An open API service indexing awesome lists of open source software.

https://github.com/yandexdataschool/datapopularity

Storage optimization for LHCb experiment.
https://github.com/yandexdataschool/datapopularity

Last synced: 2 months ago
JSON representation

Storage optimization for LHCb experiment.

Awesome Lists containing this project

README

        

# DataPopularity

## Introduction
The LHCb collaboration is one of the four major experiments at the Large Hadron Collider at CERN. The detector, as well as the Monte Carlo simulations of physics events, create PBs of data every year. The data needs to be distributed to multiple locations to be available for thousands researchers around the world. For this the LHCb data grid is used.

The LHCb data grid has a Tier-1 center at CERN and six aditional regional Tier-1 and 14 Tier-2 centers around the world. The Tier-1s are the most important because they are responsible for all the production-processing phases associated with the real data. The Tier-1s are used for reconstruction, stripping and user analysis. The center at CERN is also used for generating RAW data. The Tier-2s are used for Monte-Carlo production which is then uploaded to the Tier-1s.

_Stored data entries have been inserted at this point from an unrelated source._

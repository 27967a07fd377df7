//! Stat allocation optimizer
//!
//! Greedy marginal-gain hill climb: starting from every attribute's minimum,
//! repeatedly spend one point on the free attribute whose +1 raises the
//! objective the most. Ties go to the earlier attribute in
//! Str, Dex, Int, Fai, Arc order. Stops when the budget is spent, every
//! free attribute is at its maximum, or no +1 improves the objective.
//! Every step spends a point, so the budget bounds the loop.
//!
//! The search can settle in a local optimum because scaling curves are not
//! convex. Results are fully deterministic.

mod objective;

pub use objective::{Objective, ObjectiveKind, WeaponObjective};

use crate::error::CalcError;
use crate::types::{Attribute, AttributeMap, PlayerStats};
use serde::{Deserialize, Serialize};

/// Allowed range of one attribute; `min == max` pins it
#[derive(Debug, Clone, Copy, PartialEq, Eq, Serialize, Deserialize)]
pub struct StatConfig {
    pub min: u32,
    pub max: u32,
}

impl StatConfig {
    pub fn range(min: u32, max: u32) -> Self {
        StatConfig { min, max }
    }

    pub fn pinned(value: u32) -> Self {
        StatConfig {
            min: value,
            max: value,
        }
    }

    pub fn is_pinned(&self) -> bool {
        self.min == self.max
    }
}

impl Default for StatConfig {
    fn default() -> Self {
        StatConfig { min: 1, max: 99 }
    }
}

/// Why the search stopped
#[derive(Debug, Clone, Copy, PartialEq, Eq, Serialize, Deserialize)]
#[serde(rename_all = "snake_case")]
pub enum StopReason {
    BudgetExhausted,
    AllSaturated,
    NoPositiveGain,
}

/// Best stats found and the objective value there
#[derive(Debug, Clone, PartialEq, Serialize, Deserialize)]
pub struct OptimizationResult {
    pub stats: PlayerStats,
    pub value: f64,
    /// Points spent above the minimums
    pub spent: u32,
    pub stop_reason: StopReason,
}

/// Spend up to `budget` points above the minimums to maximize `objective`
///
/// A budget of zero or less returns the minimums unchanged.
pub fn find_optimal_stats(
    objective: &impl Objective,
    configs: &AttributeMap<StatConfig>,
    budget: i64,
) -> Result<OptimizationResult, CalcError> {
    for (attribute, config) in configs.iter() {
        if config.min > config.max {
            return Err(CalcError::InvalidStatBounds {
                attribute,
                min: config.min,
                max: config.max,
            });
        }
    }

    let mut stats: PlayerStats = AttributeMap::from_fn(|a| configs.get(a).min);
    let mut value = objective.evaluate(&stats);
    let free: Vec<Attribute> = Attribute::all()
        .iter()
        .copied()
        .filter(|&a| !configs.get(a).is_pinned())
        .collect();

    let mut remaining = budget.max(0) as u64;

    let stop_reason = loop {
        if remaining == 0 {
            break StopReason::BudgetExhausted;
        }

        let mut best: Option<(Attribute, f64, f64)> = None;
        for &attribute in &free {
            if *stats.get(attribute) >= configs.get(attribute).max {
                continue;
            }
            let mut candidate = stats;
            *candidate.get_mut(attribute) += 1;
            let candidate_value = objective.evaluate(&candidate);
            let gain = candidate_value - value;
            if best.map_or(true, |(_, best_gain, _)| gain > best_gain) {
                best = Some((attribute, gain, candidate_value));
            }
        }

        match best {
            None => break StopReason::AllSaturated,
            Some((_, gain, _)) if gain <= 0.0 => break StopReason::NoPositiveGain,
            Some((attribute, gain, candidate_value)) => {
                tracing::trace!(?attribute, gain, "optimizer step");
                *stats.get_mut(attribute) += 1;
                value = candidate_value;
                remaining -= 1;
            }
        }
    };

    let spent: u32 = Attribute::all()
        .iter()
        .map(|&a| stats.get(a) - configs.get(a).min)
        .sum();
    tracing::debug!(?stop_reason, spent, value, "stat optimization finished");

    Ok(OptimizationResult {
        stats,
        value,
        spent,
        stop_reason,
    })
}
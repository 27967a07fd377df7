//! Reinforcement rates - per upgrade level multipliers

use crate::types::{AttributeMap, DamageTypeMap};
use serde::{Deserialize, Serialize};
use std::collections::HashMap;

/// Multipliers for one (reinforcement type, upgrade level) row
///
/// Rate maps that are present but partial read missing entries as 0.
#[derive(Debug, Clone, PartialEq, Serialize, Deserialize)]
pub struct ReinforceRates {
    pub type_id: u32,
    pub level: u32,
    /// Base attack multipliers
    #[serde(default = "unit_damage_rates")]
    pub attack: DamageTypeMap<f64>,
    /// Attribute scaling multipliers
    #[serde(default = "unit_attribute_rates")]
    pub correct: AttributeMap<f64>,
    /// Guard negation multipliers
    #[serde(default = "unit_damage_rates")]
    pub guard: DamageTypeMap<f64>,
    #[serde(default = "unit_rate")]
    pub guard_boost: f64,
    #[serde(default = "unit_rate")]
    pub stamina: f64,
    /// Index into status buildup tables
    #[serde(default)]
    pub status_offset: usize,
}

fn unit_rate() -> f64 {
    1.0
}

fn unit_damage_rates() -> DamageTypeMap<f64> {
    DamageTypeMap::from_fn(|_| 1.0)
}

fn unit_attribute_rates() -> AttributeMap<f64> {
    AttributeMap::from_fn(|_| 1.0)
}

impl ReinforceRates {
    /// A row that leaves every value unchanged
    pub fn identity(type_id: u32, level: u32) -> Self {
        ReinforceRates {
            type_id,
            level,
            attack: unit_damage_rates(),
            correct: unit_attribute_rates(),
            guard: unit_damage_rates(),
            guard_boost: 1.0,
            stamina: 1.0,
            status_offset: 0,
        }
    }
}

/// Reinforcement rows keyed by (type id, upgrade level)
#[derive(Debug, Clone, Default)]
pub struct ReinforceTable {
    rows: HashMap<(u32, u32), ReinforceRates>,
}

impl ReinforceTable {
    pub fn new() -> Self {
        ReinforceTable {
            rows: HashMap::new(),
        }
    }

    pub fn from_rows(rows: impl IntoIterator<Item = ReinforceRates>) -> Self {
        let mut table = Self::new();
        for row in rows {
            table.insert(row);
        }
        table
    }

    pub fn insert(&mut self, row: ReinforceRates) {
        self.rows.insert((row.type_id, row.level), row);
    }

    pub fn get(&self, type_id: u32, level: u32) -> Option<&ReinforceRates> {
        self.rows.get(&(type_id, level))
    }

    pub fn len(&self) -> usize {
        self.rows.len()
    }

    pub fn is_empty(&self) -> bool {
        self.rows.is_empty()
    }
}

Each Tier-1 has CPUs, disk and tape storages. The tapes are used for archiving the data. The disks keep data which is currently used in user analysis. To meet the needs for scalability, fast access and user collaboration, each dataset has several replicas distributed over the Tier-1s. This provides faster access to datasets for users and the preservation of a network bandwidth because replicas can be placed close to centers where users need them. But creation of replicas is bound by the availability of storage within centers.

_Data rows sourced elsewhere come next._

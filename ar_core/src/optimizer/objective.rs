//! Objective - what the stat optimizer maximizes

use crate::attack_rating::{compute_ar, ArOptions};
use crate::config::GameData;
use crate::error::CalcError;
use crate::skill::{compute_skill_damage, total_damage};
use crate::types::{Affinity, PlayerStats, SpellType};
use crate::weapon::WeaponEntry;
use serde::{Deserialize, Serialize};

/// A value to maximize over player stats
///
/// Implementations must be deterministic: the same stats always give the
/// same value.
pub trait Objective {
    fn evaluate(&self, stats: &PlayerStats) -> f64;
}

impl<F> Objective for F
where
    F: Fn(&PlayerStats) -> f64,
{
    fn evaluate(&self, stats: &PlayerStats) -> f64 {
        self(stats)
    }
}

/// Which number of a weapon to maximize
#[derive(Debug, Clone, Copy, PartialEq, Serialize, Deserialize)]
#[serde(rename_all = "snake_case", tag = "type")]
pub enum ObjectiveKind {
    /// Unrounded attack rating total
    AttackRating,
    /// Spell power of a catalyst
    SpellScaling { spell_type: SpellType },
    /// Sum of every attack of a skill
    SkillDamage { skill_id: u32 },
}

/// Objective evaluated on one weapon/affinity/upgrade
///
/// Combinations that are not applicable evaluate to 0.
#[derive(Debug, Clone)]
pub struct WeaponObjective<'a> {
    data: &'a GameData,
    weapon: &'a WeaponEntry,
    affinity: Affinity,
    upgrade_level: u32,
    options: ArOptions,
    kind: ObjectiveKind,
}

impl<'a> WeaponObjective<'a> {
    /// Build the objective, surfacing skill data errors up front
    pub fn new(
        data: &'a GameData,
        weapon: &'a WeaponEntry,
        affinity: Affinity,
        upgrade_level: u32,
        options: ArOptions,
        kind: ObjectiveKind,
    ) -> Result<Self, CalcError> {
        if let ObjectiveKind::SkillDamage { skill_id } = kind {
            compute_skill_damage(
                data,
                skill_id,
                weapon,
                affinity,
                upgrade_level,
                &PlayerStats::uniform(1),
                &options,
            )?;
        }
        Ok(WeaponObjective {
            data,
            weapon,
            affinity,
            upgrade_level,
            options,
            kind,
        })
    }

    pub fn kind(&self) -> ObjectiveKind {
        self.kind
    }
}

impl Objective for WeaponObjective<'_> {
    fn evaluate(&self, stats: &PlayerStats) -> f64 {
        match self.kind {
            ObjectiveKind::AttackRating => compute_ar(
                self.data,
                self.weapon,
                self.affinity,
                self.upgrade_level,
                stats,
                &self.options,
            )
            .map_or(0.0, |ar| ar.total),
            ObjectiveKind::SpellScaling { spell_type } => compute_ar(
                self.data,
                self.weapon,
                self.affinity,
                self.upgrade_level,
                stats,
                &self.options,
            )
            .and_then(|ar| {
                ar.spell_scaling
                    .and_then(|spells| spells.get(spell_type).map(|power| power.total))
            })
            .unwrap_or(0.0),
            // Attack data was checked in `new`, so errors cannot appear here
            ObjectiveKind::SkillDamage { skill_id } => compute_skill_damage(
                self.data,
                skill_id,
                self.weapon,
                self.affinity,
                self.upgrade_level,
                stats,
                &self.options,
            )
            .map_or(0.0, |attacks| total_damage(&attacks)),
        }
    }
}

#[cfg(test)]
mod tests {
    use super::*;

    #[test]
    fn test_closure_objective() {
        let objective = |stats: &PlayerStats| stats.strength as f64 * 2.0;
        assert!((objective.evaluate(&PlayerStats::uniform(10)) - 20.0).abs() < f64::EPSILON);
    }

    #[test]
    fn test_attack_rating_objective_matches_ar() {
        let data = GameData::sample();
        let sword = data.weapons.get("Longsword").unwrap();
        let stats = PlayerStats::uniform(25);
        let objective = WeaponObjective::new(
            &data,
            sword,
            Affinity::Standard,
            0,
            ArOptions::default(),
            ObjectiveKind::AttackRating,
        )
        .unwrap();
        let ar = compute_ar(&data, sword, Affinity::Standard, 0, &stats, &ArOptions::default())
            .unwrap();
        assert_eq!(objective.evaluate(&stats), ar.total);
    }

    #[test]
    fn test_spell_objective_on_non_catalyst_is_zero() {
        let data = GameData::sample();
        let sword = data.weapons.get("Longsword").unwrap();
        let objective = WeaponObjective::new(
            &data,
            sword,
            Affinity::Standard,
            0,
            ArOptions::default(),
            ObjectiveKind::SpellScaling {
                spell_type: SpellType::Sorcery,
            },
        )
        .unwrap();
        assert_eq!(objective.evaluate(&PlayerStats::uniform(50)), 0.0);
    }
}
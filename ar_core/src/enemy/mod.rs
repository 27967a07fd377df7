//! Enemy damage - motion values, defense tiers and negation against a target

use crate::attack_rating::round_up;
use crate::defense::{apply_negation, reduce_by_defense};
use crate::types::{AttackAttribute, DamageType, DamageTypeMap};
use serde::{Deserialize, Serialize};
use std::collections::BTreeMap;

/// Defense or negation values of an enemy
///
/// Physical has three attack-attribute specific variants plus the generic one.
#[derive(Debug, Clone, Copy, Default, PartialEq, Serialize, Deserialize)]
pub struct DefenseValues {
    #[serde(default)]
    pub physical: f64,
    #[serde(default)]
    pub strike: f64,
    #[serde(default)]
    pub slash: f64,
    #[serde(default)]
    pub pierce: f64,
    #[serde(default)]
    pub magic: f64,
    #[serde(default)]
    pub fire: f64,
    #[serde(default)]
    pub lightning: f64,
    #[serde(default)]
    pub holy: f64,
}

impl DefenseValues {
    /// Value for a damage type; physical routes through the attack attribute
    pub fn for_damage(&self, damage_type: DamageType, attribute: AttackAttribute) -> f64 {
        match damage_type {
            DamageType::Physical => match attribute {
                AttackAttribute::Standard => self.physical,
                AttackAttribute::Strike => self.strike,
                AttackAttribute::Slash => self.slash,
                AttackAttribute::Pierce => self.pierce,
            },
            DamageType::Magic => self.magic,
            DamageType::Fire => self.fire,
            DamageType::Lightning => self.lightning,
            DamageType::Holy => self.holy,
        }
    }
}

/// Defenses of one enemy
#[derive(Debug, Clone, Default, PartialEq, Serialize, Deserialize)]
pub struct EnemyDefenseData {
    /// Table key
    pub key: String,
    #[serde(default)]
    pub name: String,
    #[serde(default)]
    pub defense: DefenseValues,
    /// Negation percentages; negative values increase damage taken
    #[serde(default)]
    pub negation: DefenseValues,
}

/// Enemy registry keyed by enemy key
#[derive(Debug, Clone, Default)]
pub struct EnemyTable {
    enemies: BTreeMap<String, EnemyDefenseData>,
}

impl EnemyTable {
    pub fn new() -> Self {
        EnemyTable {
            enemies: BTreeMap::new(),
        }
    }

    pub fn from_entries(entries: impl IntoIterator<Item = EnemyDefenseData>) -> Self {
        let mut table = Self::new();
        for entry in entries {
            table.register(entry);
        }
        table
    }

    pub fn register(&mut self, entry: EnemyDefenseData) {
        self.enemies.insert(entry.key.clone(), entry);
    }

    pub fn get(&self, key: &str) -> Option<&EnemyDefenseData> {
        self.enemies.get(key)
    }

    pub fn len(&self) -> usize {
        self.enemies.len()
    }

    pub fn is_empty(&self) -> bool {
        self.enemies.is_empty()
    }
}

/// Damage dealt to an enemy
#[derive(Debug, Clone, PartialEq, Serialize, Deserialize)]
pub struct EnemyDamageResult {
    /// Damage per type after defense and negation, never negative
    pub by_type: DamageTypeMap<f64>,
    pub total: f64,
    pub rounded: u32,
}

/// Apply motion values, defense and negation per damage type
///
/// # Arguments
/// * `base_ar` - Attack rating per damage type
/// * `motion_values` - Motion values in percent (100 = 1x)
/// * `attack_attribute` - Selects the physical defense/negation variant
/// * `enemy` - Target defenses
pub fn compute_enemy_damage(
    base_ar: &DamageTypeMap<f64>,
    motion_values: &DamageTypeMap<f64>,
    attack_attribute: AttackAttribute,
    enemy: &EnemyDefenseData,
) -> EnemyDamageResult {
    let by_type = DamageTypeMap::from_fn(|dt| {
        let attack = base_ar.get(dt) * (motion_values.get(dt) / 100.0);
        let defense = enemy.defense.for_damage(dt, attack_attribute);
        let negation = enemy.negation.for_damage(dt, attack_attribute);
        apply_negation(reduce_by_defense(attack, defense), negation).max(0.0)
    });
    let total: f64 = by_type.iter().map(|(_, v)| *v).sum();

    EnemyDamageResult {
        by_type,
        total,
        rounded: round_up(total),
    }
}

/// Resolve the enemy by key, `None` when it is unknown
pub fn compute_enemy_damage_for(
    enemies: &EnemyTable,
    enemy_key: &str,
    base_ar: &DamageTypeMap<f64>,
    motion_values: &DamageTypeMap<f64>,
    attack_attribute: AttackAttribute,
) -> Option<EnemyDamageResult> {
    let enemy = enemies.get(enemy_key)?;
    Some(compute_enemy_damage(
        base_ar,
        motion_values,
        attack_attribute,
        enemy,
    ))
}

In this study we determine for which datasets number of replicas can be decreased or increased, which datasets likely will not be used in ruture and can be removed from disks.

![LHCb Tier-1s grid](pic/data_grid.png)

## Method description

### General concept

Using log files we predict probabilities that the datasets will be accessed in long-term future (6 months (default), 1 year) using machine learning algorithms. Moreover, time series analysis algorithms are used to predict the datasests number of accesses in short-term future (1 week, 1 month, 1 quarter (default)). Based on the probabilities and the the predicted number of accesses we determine which datasets number of replicas should be increased or decreased first and which datasets can be removed from disk.

![Method](pic/method.png)

### Long-term prediction

Each dataset was described by the following features: recency, reuse distance, time of the first access, creation time, access frequency, type, extention and size. The reuse distance is the difference between the last access and the second last access. We use these features and the datasets access history to train the classifier. Then, the trained classifier is used to predict probabilities that the datasets will be accessed in long-term future.

### Short-term forecast

Using the datasets access history and time series analysis to predict number of accesses for the next period of time. In this study we use the Brown model of exponential smoothing.

### Replication strategy

The proposed replication strategy is based on the following key points: the datasets with low (<=0.01) probabilities to be accessed in long-term future can be removed from disks; decrease number of replicas for the datasets with low predicted number of accesses and which have a lot of replicas first; increase number of replicas for the datasets with hight predicted number of accesses and which have a few replicas first. For each dataset we calculate metric value: predicted_number_of_accesses / number_of_replicas. Then, number of replicas decreased/increased by 1 for the dataset with the lowest/highest metric value first.

Increasing/decreasing number of replicas and removing the datasets can be done separately depending on how much free disk space you have or how much space you want to save.

### Report

The our method generates three reports which are contain recommendation of which datasets number of replicas can be decreased to save N Tb or increased to fill N Tb, which datasets likely will not be used in ruture and can be removed from disks to save N Tb.

## Installation

### Datapop

Datapop is the python library.

Create new directory and clone this repository to the directory. For that type in you terminal:
```
mkdir working_dir
cd working_dir
git clone https://github.com/yandexdataschool/DataPopularity
```

Go to the datapop directory:
```
cd DataPopularity/datapop
pip install .
```

#### Requirements:

```
numpy==1.9.2
scipy==0.15.1
pandas==0.14.0
scikit-learn==0.17
```

### Datapopserv

Datapopserv is the web-service for the datapop library.

Create new directory and clone this repository to the directory. For that type in you terminal:
```
mkdir working_dir
cd working_dir
git clone https://github.com/yandexdataschool/DataPopularity
```

Go to the datapopserv directory:
```
cd DataPopularity/datapopserv
pip install .
```

To run the service on host http://0.0.0.0:5000/:
```
export WORKING_DIR='/path/to/your/service_working_dir'
cd datapopserv
python app.py
```

#### Requirements:

```
flask >= 0.10.1
flask-restful == 0.3.2
datapop == 3.0.0
```

## Documentation

Look at [howto](/howto) ipython notebooks.